Iniciado em 1890, o açude do Cedro, em Quixadá (a 160 km de Fortaleza), seria concluído 16 anos depois, já no período republicano, com cinco barragens que represam o rio Sitiá. Foi a primeira grande construção no Brasil envolvendo canais de irrigação.

Com capacidade para 125 milhões de m³ de água (ou 50 mil piscinas olímpicas), o açude se integrou à paisagem local, em que se destaca a Pedra da Galinha Choca. Ponto turístico tombado pelo patrimônio histórico nacional, é usado nos dias atuais sobretudo para lazer.

Cento e quarenta anos (e uma seca de cinco anos consecutivos) depois, o açude do Cedro secou em setembro de 2016 – o que tinha ocorrido apenas quatro vezes, em 1930, 1932, 1950 e 1999.

Caminhando pelo local no mês passado, uma equipe de biólogos e estudantes registrou uma amostra do tamanho do impacto ambiental: contou 439 carcaças de cágados – o réptil de carapaça muito parecido com as tartarugas e os jabutis.

“O número ainda está subestimado, pois muitos levaram carcaças para casa. É alarmante, pois encontramos apenas uma espécie de cágado (Phrynops geoffroanus), justamente a mais resistente, quando esperávamos pelo menos outras duas”, afirmou à BBC Brasil o biólogo Hugo Fernandes-Ferreira, professor de Zoologia da Universidade Estadual do Ceará (UECE).

Detalhe de cágadoMorte de animais é apenas um dos efeitos da grave seca na região

Dimensão da seca

O Ceará entrou no quinto ano seguido com chuvas abaixo da média – é a pior seca em cem anos, segundo a Fundação Cearense de Meteorologia.

O resultado se vê no mapa dos açudes do Estado – todos os 136 estão com volume inferior a 30% da capacidade, e quase cem estão vazios.

População e indústria já sofrem com restrições no abastecimento e taxas extras sobre o consumo.

Para o climatologista Alexandre Araújo Costa, da UECE, a situação combina fatores naturais e ação humana.

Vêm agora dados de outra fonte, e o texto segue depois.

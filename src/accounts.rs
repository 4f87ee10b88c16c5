use rusqlite::{Connection, OptionalExtension};

use crate::error::{BookError, Result};
use crate::models::{Account, ACCOUNT_TYPES};

pub struct NewAccount<'a> {
    pub name: &'a str,
    pub account_type: &'a str,
    pub institution: Option<&'a str>,
    pub iban: Option<&'a str>,
    pub currency: &'a str,
    pub opening_balance: f64,
}

pub fn add_account(conn: &Connection, account: &NewAccount) -> Result<i64> {
    if !ACCOUNT_TYPES.contains(&account.account_type) {
        return Err(BookError::InvalidInput(format!(
            "account type '{}' (expected one of: {})",
            account.account_type,
            ACCOUNT_TYPES.join(", ")
        )));
    }
    conn.execute(
        "INSERT INTO accounts (name, account_type, institution, iban, currency, opening_balance) \
         VALUES (?1, ?2, ?3, ?4, ?5, ?6)",
        rusqlite::params![
            account.name,
            account.account_type,
            account.institution,
            account.iban.map(normalize_iban),
            account.currency,
            account.opening_balance,
        ],
    )?;
    Ok(conn.last_insert_rowid())
}

pub fn find_account_id(conn: &Connection, name: &str) -> Result<i64> {
    conn.query_row("SELECT id FROM accounts WHERE name = ?1", [name], |row| row.get(0))
        .optional()?
        .ok_or_else(|| BookError::UnknownAccount(name.to_string()))
}

pub fn list_accounts(conn: &Connection, include_closed: bool) -> Result<Vec<Account>> {
    let mut stmt = conn.prepare(
        "SELECT a.id, a.name, a.account_type, a.institution, a.iban, a.currency, \
                a.opening_balance, a.is_active, \
                a.opening_balance + COALESCE(SUM(p.amount), 0) AS balance \
         FROM accounts a LEFT JOIN postings p ON p.account_id = a.id \
         WHERE a.is_active = 1 OR ?1 \
         GROUP BY a.id ORDER BY a.name",
    )?;
    let rows = stmt
        .query_map([include_closed], |row| {
            Ok(Account {
                id: row.get(0)?,
                name: row.get(1)?,
                account_type: row.get(2)?,
                institution: row.get(3)?,
                iban: row.get(4)?,
                currency: row.get(5)?,
                opening_balance: row.get(6)?,
                is_active: row.get(7)?,
                balance: row.get(8)?,
            })
        })?
        .collect::<std::result::Result<Vec<_>, _>>()?;
    Ok(rows)
}

/// Deactivate an account. Only allowed once its balance has been brought to zero.
pub fn close_account(conn: &Connection, name: &str) -> Result<()> {
    let id = find_account_id(conn, name)?;
    let balance: f64 = conn.query_row(
        "SELECT a.opening_balance + COALESCE(SUM(p.amount), 0) \
         FROM accounts a LEFT JOIN postings p ON p.account_id = a.id \
         WHERE a.id = ?1 GROUP BY a.id",
        [id],
        |row| row.get(0),
    )?;
    if balance.abs() >= 0.005 {
        return Err(BookError::InvalidInput(format!(
            "account '{name}' still has a balance of {balance:.2}"
        )));
    }
    conn.execute("UPDATE accounts SET is_active = 0 WHERE id = ?1", [id])?;
    tracing::info!(account = name, "account closed");
    Ok(())
}

/// Strip whitespace and uppercase, so `de89 3704 ...` compares equal to `DE893704...`.
pub fn normalize_iban(raw: &str) -> String {
    raw.chars()
        .filter(|c| !c.is_whitespace())
        .collect::<String>()
        .to_uppercase()
}

#[cfg(test)]
mod tests {
    use super::*;
    use crate::db::test_db;

    fn checking(name: &str) -> NewAccount<'_> {
        NewAccount {
            name,
            account_type: "checking",
            institution: Some("Sparkasse"),
            iban: Some("de89 3704 0044 0532 0130 00"),
            currency: "EUR",
            opening_balance: 100.0,
        }
    }

    #[test]
    fn test_add_and_list_with_balance() {
        let (_dir, conn) = test_db();
        let id = add_account(&conn, &checking("Giro")).unwrap();
        conn.execute(
            "INSERT INTO postings (account_id, booking_date, valuta_date, amount, description) \
             VALUES (?1, '2025-01-02', '2025-01-02', -40.0, 'Groceries')",
            [id],
        )
        .unwrap();
        let accounts = list_accounts(&conn, false).unwrap();
        assert_eq!(accounts.len(), 1);
        assert_eq!(accounts[0].balance, 60.0);
        assert_eq!(accounts[0].iban.as_deref(), Some("DE89370400440532013000"));
    }

    #[test]
    fn test_rejects_unknown_type() {
        let (_dir, conn) = test_db();
        let mut account = checking("Giro");
        account.account_type = "crypto";
        assert!(matches!(add_account(&conn, &account), Err(BookError::InvalidInput(_))));
    }

    #[test]
    fn test_find_unknown_account() {
        let (_dir, conn) = test_db();
        let err = find_account_id(&conn, "Nope").unwrap_err();
        assert!(matches!(err, BookError::UnknownAccount(name) if name == "Nope"));
    }

    #[test]
    fn test_close_requires_zero_balance() {
        let (_dir, conn) = test_db();
        let id = add_account(&conn, &checking("Giro")).unwrap();
        assert!(close_account(&conn, "Giro").is_err());
        conn.execute(
            "INSERT INTO postings (account_id, booking_date, valuta_date, amount, description) \
             VALUES (?1, '2025-01-02', '2025-01-02', -100.0, 'Withdrawal')",
            [id],
        )
        .unwrap();
        close_account(&conn, "Giro").unwrap();
        assert!(list_accounts(&conn, false).unwrap().is_empty());
        assert_eq!(list_accounts(&conn, true).unwrap().len(), 1);
    }
}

A seca recorde, afirma, possivelmente está associada ao aquecimento global, mas também teve a influência do El Niño, fenômeno climático que costuma agravar o quadro no Nordeste por impedir a chegada de frentes frias à região.

Costa também critica a política de recursos hídricos do Estado, que para ele favorece grandes empreendimentos como termelétricas em detrimento do uso sustentável.

“Há negócios com outorgas indecentes, com algumas empresas autorizadas a usar água que abasteceria quase dois milhões de pessoas.”

Carcaças encontradas em açude secoPesquisadores se surpreenderam ao encontrar carcaças de apenas uma espécie de cágado

Visão do governo

Procurado pela BBC Brasil, o governo do Ceará rebate e afirma que a “gestão eficiente e eficaz” da água permitiu, por exemplo, que a região de Fortaleza “não sofra problemas de abastecimento”.

Em nota, a Secretaria de Recursos Hídricos disse ainda que a gestão conta com participação da sociedade e permitiu reduzir de 75% a 100% o uso de água nos principais vales irrigados do Estado.

Sobre as críticas às outorgas, a pasta da gestão Camilo Santana (PT) diz que são autorizações de uso e que em “nenhum dos casos o valor outorgado é plenamente usado”. Afirma que a indústria usa apenas 2% da “disponibilidade hídrica” do Estado.

O açude do Cedro secou, avalia o governo, “pela falta de chuvas X evaporação”. A gestão também afirmou que, “em que pese sua inegável importância histórica”, o reservatório tem uso hoje apenas turístico.

Enquanto a chuva não volta, a equipe de Hugo Fernandes-Ferreira no campus Quixadá da UECE continuará a analisar o “cemitério de cágados” do açude, recolhendo cascos e tentando entender o impacto sobre o ecossistema da pior seca em um século.